Last year, a fair-wide survey picked the Miracle of Life exhibit as the favorite amongst fair-goers, said Dr. Dan Grooms, an MSU veterinarian who has directed the exhibit for the last four years.

“The exhibit is regarded as probably the most popular exhibit here at the State Fair,” he said. “Certainly it is the largest educational exhibit.”

Grooms said many people get their first experience with agriculture at the fair and MSU’s exhibit.

“This is a unique way to introduce them to agriculture and obviously the drawing card is having a chance to see a live birth occur,” he said.

He said parents like to use the exhibit as a way to introduce their children to pregnancy and the birthing process.

Kids flooded the exhibit, leaving smudges from fingertips and noses on the glass covering an enclosure where chicks were first cracking through their shells.

During the exhibit, 12 calves, 33 lambs, 54 piglets and more than 350 ducklings, quails and chicks were born.

Grooms said he has had to clarify more than once that a pair of brown-spotted calves will not grow up to produce chocolate milk.

“It never ceases to amaze me,” he said. “People come in and say ‘I never knew a cow gave milk,’ or they will say ‘I never knew that those calves were so big when they were born.’”

The exhibit also provides valuable experience to the 60 MSU students who volunteer to run the exhibit, Grooms said.

“Most of our students don’t have a lot of large animal experience,” he said. “Students get opportunity to interact with the public. As a veterinarian that is very important.”

Jason Rivas, a third-year veterinary medicine student, said he really enjoyed sharing with kids.

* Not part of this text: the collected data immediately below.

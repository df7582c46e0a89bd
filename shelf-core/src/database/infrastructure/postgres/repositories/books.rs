use async_trait::async_trait;
use shelf_model::{
    AuthorId, Book, BookId, BorrowCount, CategoryId, LibraryId, NewBook,
};
use sqlx::{PgConnection, PgPool, Row, postgres::PgRow};
use tracing::debug;

use crate::database::infrastructure::postgres::{
    contains_pattern, count_to_u64, map_write_error,
};
use crate::database::ports::books::{
    BookRepository, BookUpdateOutcome, CopyCounts,
};
use crate::error::{EntityKind, Result, ShelfError};

const BOOK_COLUMNS: &str = r#"
    b.id, b.title, b.isbn, b.library_id, b.publication_date, b.publisher,
    b.total_copies, b.available_copies, b.description,
    ARRAY(
        SELECT ba.author_id FROM book_authors ba
        WHERE ba.book_id = b.id ORDER BY ba.author_id
    ) AS author_ids,
    ARRAY(
        SELECT bc.category_id FROM book_categories bc
        WHERE bc.book_id = b.id ORDER BY bc.category_id
    ) AS category_ids
"#;

#[derive(Clone, Debug)]
pub struct PostgresBookRepository {
    pool: PgPool,
}

impl PostgresBookRepository {
    pub fn new(pool: PgPool) -> Self {
        Self { pool }
    }

    fn pool(&self) -> &PgPool {
        &self.pool
    }

    fn map_row(row: &PgRow) -> Result<Book> {
        let author_ids: Vec<i64> = row.try_get("author_ids")?;
        let category_ids: Vec<i64> = row.try_get("category_ids")?;

        Ok(Book {
            id: BookId(row.try_get("id")?),
            title: row.try_get("title")?,
            isbn: row.try_get("isbn")?,
            library_id: LibraryId(row.try_get("library_id")?),
            author_ids: author_ids.into_iter().map(AuthorId).collect(),
            category_ids: category_ids.into_iter().map(CategoryId).collect(),
            publication_date: row.try_get("publication_date")?,
            publisher: row.try_get("publisher")?,
            total_copies: row.try_get("total_copies")?,
            available_copies: row.try_get("available_copies")?,
            description: row.try_get("description")?,
        })
    }

    async fn replace_links(
        conn: &mut PgConnection,
        book_id: BookId,
        author_ids: &[AuthorId],
        category_ids: &[CategoryId],
    ) -> Result<()> {
        sqlx::query("DELETE FROM book_authors WHERE book_id = $1")
            .bind(book_id.get())
            .execute(&mut *conn)
            .await?;
        sqlx::query("DELETE FROM book_categories WHERE book_id = $1")
            .bind(book_id.get())
            .execute(&mut *conn)
            .await?;

        let authors: Vec<i64> = author_ids.iter().map(AuthorId::get).collect();
        sqlx::query(
            r#"
            INSERT INTO book_authors (book_id, author_id)
            SELECT $1, UNNEST($2::bigint[])
            ON CONFLICT DO NOTHING
            "#,
        )
        .bind(book_id.get())
        .bind(authors)
        .execute(&mut *conn)
        .await
        .map_err(|e| map_write_error(e, "Failed to link authors"))?;

        let categories: Vec<i64> =
            category_ids.iter().map(CategoryId::get).collect();
        sqlx::query(
            r#"
            INSERT INTO book_categories (book_id, category_id)
            SELECT $1, UNNEST($2::bigint[])
            ON CONFLICT DO NOTHING
            "#,
        )
        .bind(book_id.get())
        .bind(categories)
        .execute(&mut *conn)
        .await
        .map_err(|e| map_write_error(e, "Failed to link categories"))?;

        Ok(())
    }

    async fn fetch_book(conn: &mut PgConnection, id: BookId) -> Result<Option<Book>> {
        let sql = format!("SELECT {BOOK_COLUMNS} FROM books b WHERE b.id = $1");
        let row = sqlx::query(&sql)
            .bind(id.get())
            .fetch_optional(conn)
            .await?;

        row.as_ref().map(Self::map_row).transpose()
    }
}

#[async_trait]
impl BookRepository for PostgresBookRepository {
    async fn create_book(&self, book: NewBook) -> Result<Book> {
        let mut tx = self.pool().begin().await?;

        let id: i64 = sqlx::query_scalar(
            r#"
            INSERT INTO books (
                title, isbn, library_id, publication_date, publisher,
                total_copies, available_copies, description
            )
            VALUES ($1, $2, $3, $4, $5, $6, $7, $8)
            RETURNING id
            "#,
        )
        .bind(&book.title)
        .bind(&book.isbn)
        .bind(book.library_id.get())
        .bind(book.publication_date)
        .bind(&book.publisher)
        .bind(book.total_copies)
        .bind(book.available_copies)
        .bind(&book.description)
        .fetch_one(&mut *tx)
        .await
        .map_err(|e| map_write_error(e, "Failed to create book"))?;

        let id = BookId(id);
        Self::replace_links(&mut tx, id, &book.author_ids, &book.category_ids)
            .await?;
        let created = Self::fetch_book(&mut tx, id).await?.ok_or_else(|| {
            ShelfError::Internal("Inserted book vanished".to_string())
        })?;

        tx.commit().await?;
        Ok(created)
    }

    async fn get_book(&self, id: BookId) -> Result<Option<Book>> {
        let mut conn = self.pool().acquire().await?;
        Self::fetch_book(&mut conn, id).await
    }

    async fn list_books(&self) -> Result<Vec<Book>> {
        let sql = format!("SELECT {BOOK_COLUMNS} FROM books b ORDER BY b.id");
        let rows = sqlx::query(&sql).fetch_all(self.pool()).await?;

        rows.iter().map(Self::map_row).collect()
    }

    async fn update_book(
        &self,
        book: &Book,
        copies_read: Option<CopyCounts>,
    ) -> Result<BookUpdateOutcome> {
        let mut tx = self.pool().begin().await?;

        // Copy columns are written only while they still hold the counts
        // the caller read.
        let sql = match copies_read {
            None => {
                r#"
                UPDATE books
                SET title = $2,
                    isbn = $3,
                    library_id = $4,
                    publication_date = $5,
                    publisher = $6,
                    description = $7
                WHERE id = $1
                "#
            }
            Some(_) => {
                r#"
                UPDATE books
                SET title = $2,
                    isbn = $3,
                    library_id = $4,
                    publication_date = $5,
                    publisher = $6,
                    description = $7,
                    total_copies = $8,
                    available_copies = $9
                WHERE id = $1
                  AND total_copies = $10
                  AND available_copies = $11
                "#
            }
        };

        let mut query = sqlx::query(sql)
            .bind(book.id.get())
            .bind(&book.title)
            .bind(&book.isbn)
            .bind(book.library_id.get())
            .bind(book.publication_date)
            .bind(&book.publisher)
            .bind(&book.description);
        if let Some(read) = copies_read {
            query = query
                .bind(book.total_copies)
                .bind(book.available_copies)
                .bind(read.total)
                .bind(read.available);
        }

        let updated = query
            .execute(&mut *tx)
            .await
            .map_err(|e| map_write_error(e, "Failed to update book"))?
            .rows_affected();

        if updated == 0 {
            let exists: bool =
                sqlx::query_scalar("SELECT EXISTS(SELECT 1 FROM books WHERE id = $1)")
                    .bind(book.id.get())
                    .fetch_one(&mut *tx)
                    .await?;
            tx.rollback().await?;
            return Ok(if exists {
                debug!(book_id = %book.id, "copy counts moved before update");
                BookUpdateOutcome::CopiesChanged
            } else {
                BookUpdateOutcome::Missing
            });
        }

        Self::replace_links(&mut tx, book.id, &book.author_ids, &book.category_ids)
            .await?;
        let stored = Self::fetch_book(&mut tx, book.id)
            .await?
            .ok_or(ShelfError::NotFound(EntityKind::Book))?;

        tx.commit().await?;
        Ok(BookUpdateOutcome::Updated(stored))
    }

    async fn delete_book(&self, id: BookId) -> Result<bool> {
        let result = sqlx::query("DELETE FROM books WHERE id = $1")
            .bind(id.get())
            .execute(self.pool())
            .await
            .map_err(|e| map_write_error(e, "Failed to delete book"))?;

        Ok(result.rows_affected() > 0)
    }

    async fn count_books(&self) -> Result<u64> {
        let count: i64 = sqlx::query_scalar("SELECT COUNT(*) FROM books")
            .fetch_one(self.pool())
            .await?;
        Ok(count_to_u64(count))
    }

    async fn search_books(&self, query: &str) -> Result<Vec<Book>> {
        let pattern = contains_pattern(query);
        debug!(query, "searching books");

        // EXISTS keeps one row per book however many links match.
        let sql = format!(
            r#"
            SELECT {BOOK_COLUMNS}
            FROM books b
            WHERE b.title ILIKE $1
               OR EXISTS (
                    SELECT 1 FROM book_authors ba
                    JOIN authors a ON a.id = ba.author_id
                    WHERE ba.book_id = b.id AND a.name ILIKE $1
               )
               OR EXISTS (
                    SELECT 1 FROM book_categories bc
                    JOIN categories c ON c.id = bc.category_id
                    WHERE bc.book_id = b.id AND c.name ILIKE $1
               )
            ORDER BY b.id
            "#
        );
        let rows = sqlx::query(&sql)
            .bind(pattern)
            .fetch_all(self.pool())
            .await?;

        rows.iter().map(Self::map_row).collect()
    }

    async fn most_borrowed_books(&self, limit: usize) -> Result<Vec<BorrowCount>> {
        let rows = sqlx::query(
            r#"
            SELECT b.id, b.title, COUNT(br.id) AS borrow_count
            FROM books b
            LEFT JOIN borrowings br ON br.book_id = b.id
            GROUP BY b.id, b.title
            ORDER BY borrow_count DESC, b.id ASC
            LIMIT $1
            "#,
        )
        .bind(i64::try_from(limit).unwrap_or(i64::MAX))
        .fetch_all(self.pool())
        .await?;

        rows.iter()
            .map(|row| {
                Ok(BorrowCount {
                    book_id: BookId(row.try_get("id")?),
                    title: row.try_get("title")?,
                    borrow_count: row.try_get("borrow_count")?,
                })
            })
            .collect()
    }
}
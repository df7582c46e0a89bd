//! Thin request/response translation over the core services.

pub mod books;
pub mod borrowings;
pub mod classification;
pub mod libraries;
pub mod members;
pub mod reviews;
pub mod statistics;
pub mod system;
use axum::{
    Json,
    http::StatusCode,
    response::{IntoResponse, Response},
};
use serde_json::json;
use std::fmt;

use shelf_core::ShelfError;

pub type AppResult<T> = Result<T, AppError>;

/// Error response: `{"error": message}`, plus `"field"` for validation
/// failures.
#[derive(Debug)]
pub struct AppError {
    pub status: StatusCode,
    pub message: String,
    pub field: Option<&'static str>,
}

impl AppError {
    pub fn new(status: StatusCode, message: impl Into<String>) -> Self {
        Self {
            status,
            message: message.into(),
            field: None,
        }
    }

    pub fn internal(message: impl Into<String>) -> Self {
        Self::new(StatusCode::INTERNAL_SERVER_ERROR, message)
    }

    pub fn bad_request(message: impl Into<String>) -> Self {
        Self::new(StatusCode::BAD_REQUEST, message)
    }

    pub fn not_found(message: impl Into<String>) -> Self {
        Self::new(StatusCode::NOT_FOUND, message)
    }

    pub fn with_field(mut self, field: &'static str) -> Self {
        self.field = Some(field);
        self
    }
}

impl fmt::Display for AppError {
    fn fmt(&self, f: &mut fmt::Formatter<'_>) -> fmt::Result {
        write!(f, "{}", self.message)
    }
}

impl std::error::Error for AppError {}

impl IntoResponse for AppError {
    fn into_response(self) -> Response {
        let body = match self.field {
            Some(field) => json!({ "error": self.message, "field": field }),
            None => json!({ "error": self.message }),
        };

        (self.status, Json(body)).into_response()
    }
}

impl From<ShelfError> for AppError {
    fn from(err: ShelfError) -> Self {
        match err {
            ShelfError::NotFound(kind) => Self::not_found(format!("{kind} not found")),
            ShelfError::Validation { field, reason } => {
                Self::bad_request(reason).with_field(field)
            }
            ShelfError::Conflict(kind) => Self::bad_request(kind.to_string()),
            ShelfError::Invariant(detail) => {
                tracing::error!(%detail, "copy accounting invariant violated");
                Self::internal(format!("Invariant violated: {detail}"))
            }
            ShelfError::Internal(detail) => {
                tracing::error!(%detail, "storage operation failed");
                Self::internal("Internal server error")
            }
        }
    }
}
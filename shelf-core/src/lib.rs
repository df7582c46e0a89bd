//! # Shelf Core
//!
//! Storage ports, adapters and domain services for the Shelf library
//! service.
//!
//! - [`database`]: repository ports with Postgres and in-memory adapters
//! - [`application`]: the [`AppUnitOfWork`] façade handed to services
//! - [`domain`]: catalog, patron, circulation and discovery services
//! - [`api_types`]: request and response payloads shared with the server
//!
//! The borrow/return lifecycle lives in [`domain::circulation`]; it is the
//! only place where copy counts change outside of plain CRUD.

#![cfg_attr(docsrs, feature(doc_cfg))]

/// Request and response payloads exchanged over HTTP
pub mod api_types;

/// Application-level composition (unit of work)
pub mod application;

/// Repository ports and storage adapters
pub mod database;

/// Domain services
pub mod domain;

/// Error taxonomy shared by every layer
pub mod error;

pub static MIGRATOR: sqlx::migrate::Migrator = sqlx::migrate!("./migrations");

pub use application::{AppUnitOfWork, AppUnitOfWorkBuilder};
pub use database::{InMemoryDatabase, PoolSettings, PostgresDatabase};
pub use domain::{
    catalog::CatalogService,
    circulation::{CirculationService, LoanPolicy},
    discovery::DiscoveryService,
    patrons::PatronService,
};
pub use error::{ConflictKind, EntityKind, Result, ShelfError};
pub use shelf_model as model;
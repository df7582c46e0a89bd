//! Route table shared by the server and its HTTP tests.

macro_rules! api_path {
    ($path:literal) => {
        concat!("/api", $path)
    };
}

pub const ROOT: &str = "/api";
pub const PING: &str = "/ping";
pub const HEALTH: &str = "/health";

pub mod libraries {
    pub const COLLECTION: &str = api_path!("/libraries/");
    pub const ITEM: &str = api_path!("/libraries/{id}/");
}

pub mod authors {
    pub const COLLECTION: &str = api_path!("/authors/");
    pub const ITEM: &str = api_path!("/authors/{id}/");
}

pub mod categories {
    pub const COLLECTION: &str = api_path!("/categories/");
    pub const ITEM: &str = api_path!("/categories/{id}/");
}

pub mod books {
    pub const COLLECTION: &str = api_path!("/books/");
    pub const ITEM: &str = api_path!("/books/{id}/");
    pub const SEARCH: &str = api_path!("/books/search/");
    pub const BORROW: &str = api_path!("/books/borrow/");
    pub const RETURN: &str = api_path!("/books/return/");
    pub const AVAILABILITY: &str = api_path!("/books/{id}/availability/");
}

pub mod members {
    pub const COLLECTION: &str = api_path!("/members/");
    pub const ITEM: &str = api_path!("/members/{id}/");
    pub const BORROWINGS: &str = api_path!("/members/{id}/borrowings/");
}

pub mod borrowings {
    pub const COLLECTION: &str = api_path!("/borrowings/");
    pub const ITEM: &str = api_path!("/borrowings/{id}/");
}

pub mod reviews {
    pub const COLLECTION: &str = api_path!("/reviews/");
    pub const ITEM: &str = api_path!("/reviews/{id}/");
}

pub const STATISTICS: &str = api_path!("/statistics/");

pub mod utils {
    /// Fill the `{id}` segment of an item route.
    pub fn with_id(route: &str, id: impl std::fmt::Display) -> String {
        route.replace("{id}", &id.to_string())
    }
}
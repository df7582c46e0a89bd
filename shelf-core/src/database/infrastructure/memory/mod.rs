//! Process-local adapter implementing every repository port over one
//! mutex-guarded state. Each port call holds the lock for its whole body,
//! so multi-row writes (checkout, check-in, cascading deletes) are atomic
//! with respect to each other.
//!
//! Uniqueness, reference and copy-count rules mirror the constraints of the
//! Postgres schema and fail with the same error kinds.

mod catalog;
mod circulation;

use std::collections::{BTreeMap, HashMap};
use std::sync::Arc;

use shelf_model::{
    Author, AuthorId, Book, BookId, Borrowing, BorrowingId, Category,
    CategoryId, Library, LibraryId, Member, MemberId, Review, ReviewId,
};
use tokio::sync::Mutex;
use tracing::error;

use crate::error::{Result, ShelfError};

#[derive(Clone, Debug, Default)]
pub struct InMemoryDatabase {
    state: Arc<Mutex<MemoryState>>,
}

impl InMemoryDatabase {
    pub fn new() -> Self {
        Self::default()
    }
}

/// Last id handed out per table. Ids start at 1 and are never reused.
#[derive(Debug, Default)]
struct Sequences {
    library: i64,
    author: i64,
    category: i64,
    book: i64,
    member: i64,
    borrowing: i64,
    review: i64,
}

fn next_id(counter: &mut i64) -> i64 {
    *counter += 1;
    *counter
}

#[derive(Debug, Default)]
struct MemoryState {
    sequences: Sequences,
    libraries: BTreeMap<LibraryId, Library>,
    authors: BTreeMap<AuthorId, Author>,
    categories: BTreeMap<CategoryId, Category>,
    books: BTreeMap<BookId, Book>,
    members: BTreeMap<MemberId, Member>,
    borrowings: BTreeMap<BorrowingId, Borrowing>,
    reviews: BTreeMap<ReviewId, Review>,
}

impl MemoryState {
    fn ensure_library(&self, id: LibraryId, context: &str) -> Result<()> {
        if self.libraries.contains_key(&id) {
            Ok(())
        } else {
            Err(ShelfError::missing_reference(context))
        }
    }

    fn ensure_book_and_member(
        &self,
        book_id: BookId,
        member_id: MemberId,
        context: &str,
    ) -> Result<()> {
        if self.books.contains_key(&book_id) && self.members.contains_key(&member_id)
        {
            Ok(())
        } else {
            Err(ShelfError::missing_reference(context))
        }
    }

    /// Validate a book row the way the `books` constraints would.
    fn check_book_row(&self, book: &Book, context: &str) -> Result<()> {
        self.ensure_library(book.library_id, context)?;

        let authors_exist = book
            .author_ids
            .iter()
            .all(|id| self.authors.contains_key(id));
        let categories_exist = book
            .category_ids
            .iter()
            .all(|id| self.categories.contains_key(id));
        if !authors_exist || !categories_exist {
            return Err(ShelfError::missing_reference(context));
        }

        let isbn_taken = self
            .books
            .values()
            .any(|other| other.id != book.id && other.isbn == book.isbn);
        if isbn_taken {
            return Err(ShelfError::validation(
                "isbn",
                "book with this isbn already exists.",
            ));
        }

        book.check_copies()?;
        Ok(())
    }

    fn check_member_row(&self, member: &Member, context: &str) -> Result<()> {
        self.ensure_library(member.library_id, context)?;

        let email_taken = self
            .members
            .values()
            .any(|other| other.id != member.id && other.email == member.email);
        if email_taken {
            return Err(ShelfError::validation(
                "email",
                "member with this email already exists.",
            ));
        }
        Ok(())
    }

    /// Give back one copy per active loan matching `held`. Nothing is
    /// written if any book would end up above its total.
    fn release_held_copies(
        &mut self,
        held: impl Fn(&Borrowing) -> bool,
    ) -> Result<()> {
        let mut per_book: HashMap<BookId, i32> = HashMap::new();
        for loan in self.borrowings.values() {
            if loan.is_active() && held(loan) {
                *per_book.entry(loan.book_id).or_default() += 1;
            }
        }

        for (book_id, copies) in &per_book {
            if let Some(book) = self.books.get(book_id)
                && book.available_copies + copies > book.total_copies
            {
                error!(book_id = %book_id, "returning held copies overflowed a book");
                return Err(ShelfError::Invariant(
                    "returning held copies would exceed total copies".to_string(),
                ));
            }
        }

        for (book_id, copies) in per_book {
            if let Some(book) = self.books.get_mut(&book_id) {
                book.available_copies += copies;
            }
        }
        Ok(())
    }

    fn drop_book_rows(&mut self, book_id: BookId) {
        self.borrowings.retain(|_, loan| loan.book_id != book_id);
        self.reviews.retain(|_, review| review.book_id != book_id);
    }

    fn drop_member_rows(&mut self, member_id: MemberId) {
        self.borrowings.retain(|_, loan| loan.member_id != member_id);
        self.reviews.retain(|_, review| review.member_id != member_id);
    }
}

/// Link sets are kept sorted and free of duplicates.
fn normalized<T: Ord + Copy>(ids: &[T]) -> Vec<T> {
    let mut ids = ids.to_vec();
    ids.sort_unstable();
    ids.dedup();
    ids
}
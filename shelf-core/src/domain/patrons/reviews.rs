use std::collections::HashMap;

use shelf_model::{NewReview, Review, ReviewId, review::check_rating};

use super::PatronService;
use crate::api_types::{ReviewInput, ReviewPatch, ReviewUpdate, ReviewView};
use crate::domain::validation::invalid_pk;
use crate::error::{EntityKind, Result, ShelfError};

impl PatronService {
    pub async fn list_reviews(&self) -> Result<Vec<Review>> {
        self.uow.reviews.list_reviews().await
    }

    pub async fn get_review(&self, id: ReviewId) -> Result<Review> {
        self.uow
            .reviews
            .get_review(id)
            .await?
            .ok_or(ShelfError::NotFound(EntityKind::Review))
    }

    /// One review per (book, member); a second one fails with `Validation`.
    pub async fn create_review(&self, input: ReviewInput) -> Result<Review> {
        check_rating(input.rating)?;
        if self.uow.books.get_book(input.book).await?.is_none() {
            return Err(invalid_pk("book", input.book));
        }
        if self.uow.members.get_member(input.member).await?.is_none() {
            return Err(invalid_pk("member", input.member));
        }

        self.uow
            .reviews
            .create_review(NewReview {
                book_id: input.book,
                member_id: input.member,
                rating: input.rating,
                comment: input.comment,
            })
            .await
    }

    pub async fn update_review(
        &self,
        id: ReviewId,
        update: ReviewUpdate,
    ) -> Result<Review> {
        self.patch_review(id, update.into()).await
    }

    pub async fn patch_review(&self, id: ReviewId, patch: ReviewPatch) -> Result<Review> {
        let mut review = self.get_review(id).await?;

        if let Some(rating) = patch.rating {
            review.rating = rating;
        }
        if let Some(comment) = patch.comment {
            review.comment = comment;
        }
        check_rating(review.rating)?;

        self.uow.reviews.update_review(&review).await
    }

    pub async fn delete_review(&self, id: ReviewId) -> Result<()> {
        if self.uow.reviews.delete_review(id).await? {
            Ok(())
        } else {
            Err(ShelfError::NotFound(EntityKind::Review))
        }
    }

    pub async fn review_view(&self, review: Review) -> Result<ReviewView> {
        let member = self
            .uow
            .members
            .get_member(review.member_id)
            .await?
            .ok_or_else(|| {
                ShelfError::Internal(format!(
                    "review {} points at a missing member",
                    review.id
                ))
            })?;

        Ok(ReviewView {
            review,
            member_name: member.name,
        })
    }

    pub async fn review_views(&self, reviews: Vec<Review>) -> Result<Vec<ReviewView>> {
        if reviews.is_empty() {
            return Ok(Vec::new());
        }

        let names: HashMap<_, _> = self
            .uow
            .members
            .list_members()
            .await?
            .into_iter()
            .map(|member| (member.id, member.name))
            .collect();

        Ok(reviews
            .into_iter()
            .map(|review| {
                let member_name =
                    names.get(&review.member_id).cloned().unwrap_or_default();
                ReviewView {
                    review,
                    member_name,
                }
            })
            .collect())
    }
}
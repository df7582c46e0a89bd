//! Domain services. Each one is a thin, cloneable handle over the
//! [`crate::AppUnitOfWork`] and owns the rules for its slice of the model.

pub mod catalog;
pub mod circulation;
pub mod discovery;
pub mod patrons;

mod validation;
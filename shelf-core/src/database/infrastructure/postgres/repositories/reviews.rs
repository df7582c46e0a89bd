use async_trait::async_trait;
use shelf_model::{BookId, MemberId, NewReview, Review, ReviewId};
use sqlx::{PgPool, Row, postgres::PgRow};

use crate::database::infrastructure::postgres::map_write_error;
use crate::database::ports::reviews::ReviewRepository;
use crate::error::{EntityKind, Result, ShelfError};

const REVIEW_COLUMNS: &str = "id, book_id, member_id, rating, comment, created_at";

#[derive(Clone, Debug)]
pub struct PostgresReviewRepository {
    pool: PgPool,
}

impl PostgresReviewRepository {
    pub fn new(pool: PgPool) -> Self {
        Self { pool }
    }

    fn pool(&self) -> &PgPool {
        &self.pool
    }

    fn map_row(row: &PgRow) -> Result<Review> {
        Ok(Review {
            id: ReviewId(row.try_get("id")?),
            book_id: BookId(row.try_get("book_id")?),
            member_id: MemberId(row.try_get("member_id")?),
            rating: row.try_get("rating")?,
            comment: row.try_get("comment")?,
            created_at: row.try_get("created_at")?,
        })
    }
}

#[async_trait]
impl ReviewRepository for PostgresReviewRepository {
    async fn create_review(&self, review: NewReview) -> Result<Review> {
        let sql = format!(
            r#"
            INSERT INTO reviews (book_id, member_id, rating, comment)
            VALUES ($1, $2, $3, $4)
            RETURNING {REVIEW_COLUMNS}
            "#
        );
        let row = sqlx::query(&sql)
            .bind(review.book_id.get())
            .bind(review.member_id.get())
            .bind(review.rating)
            .bind(&review.comment)
            .fetch_one(self.pool())
            .await
            .map_err(|e| map_write_error(e, "Failed to create review"))?;

        Self::map_row(&row)
    }

    async fn get_review(&self, id: ReviewId) -> Result<Option<Review>> {
        let sql = format!("SELECT {REVIEW_COLUMNS} FROM reviews WHERE id = $1");
        let row = sqlx::query(&sql)
            .bind(id.get())
            .fetch_optional(self.pool())
            .await?;

        row.as_ref().map(Self::map_row).transpose()
    }

    async fn list_reviews(&self) -> Result<Vec<Review>> {
        let sql = format!("SELECT {REVIEW_COLUMNS} FROM reviews ORDER BY id");
        let rows = sqlx::query(&sql).fetch_all(self.pool()).await?;

        rows.iter().map(Self::map_row).collect()
    }

    async fn update_review(&self, review: &Review) -> Result<Review> {
        let sql = format!(
            r#"
            UPDATE reviews
            SET rating = $2, comment = $3
            WHERE id = $1
            RETURNING {REVIEW_COLUMNS}
            "#
        );
        let row = sqlx::query(&sql)
            .bind(review.id.get())
            .bind(review.rating)
            .bind(&review.comment)
            .fetch_optional(self.pool())
            .await
            .map_err(|e| map_write_error(e, "Failed to update review"))?
            .ok_or(ShelfError::NotFound(EntityKind::Review))?;

        Self::map_row(&row)
    }

    async fn delete_review(&self, id: ReviewId) -> Result<bool> {
        let result = sqlx::query("DELETE FROM reviews WHERE id = $1")
            .bind(id.get())
            .execute(self.pool())
            .await?;

        Ok(result.rows_affected() > 0)
    }

    async fn average_rating(&self) -> Result<Option<f64>> {
        let average: Option<f64> =
            sqlx::query_scalar("SELECT AVG(rating)::float8 FROM reviews")
                .fetch_one(self.pool())
                .await?;
        Ok(average)
    }
}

“I am a city kid too, and most of the time they are city kids, and they haven’t seen a little piglet up close or haven’t pet a little lamb,” he said. “It is just neat that they can come down there and we can show them things they never have seen before.”

Rivas said more than 800 people crowded the tent whenever there was a live birth of a calf.

Rivas said he was happy to put what he learned in the classroom to use. He said the only downside to the exhibit was how he smelled.

“You get kind of stinky,” he said. “At the end of my last shift I had flies around me.”

Detroit natives Felicia Miller and her friend Chante Smith, came to the exhibit to watch and learn.

“I’m watching the cow,” 6-year old Chante said. “It’s about to have a baby.”

When Chante couldn’t wait for nature to take its course, she ran to see some other animals after only a few minutes of watching Beauty, the expecting cow, pace around the pen.

Miller said she was glad to share the experience with some kids who may not get to see live animal births otherwise.

“When I was young I visited my grandparents who lived on a farm,” she said. “But little kids who live in the city, like my nieces and friends, don’t have that opportunity.”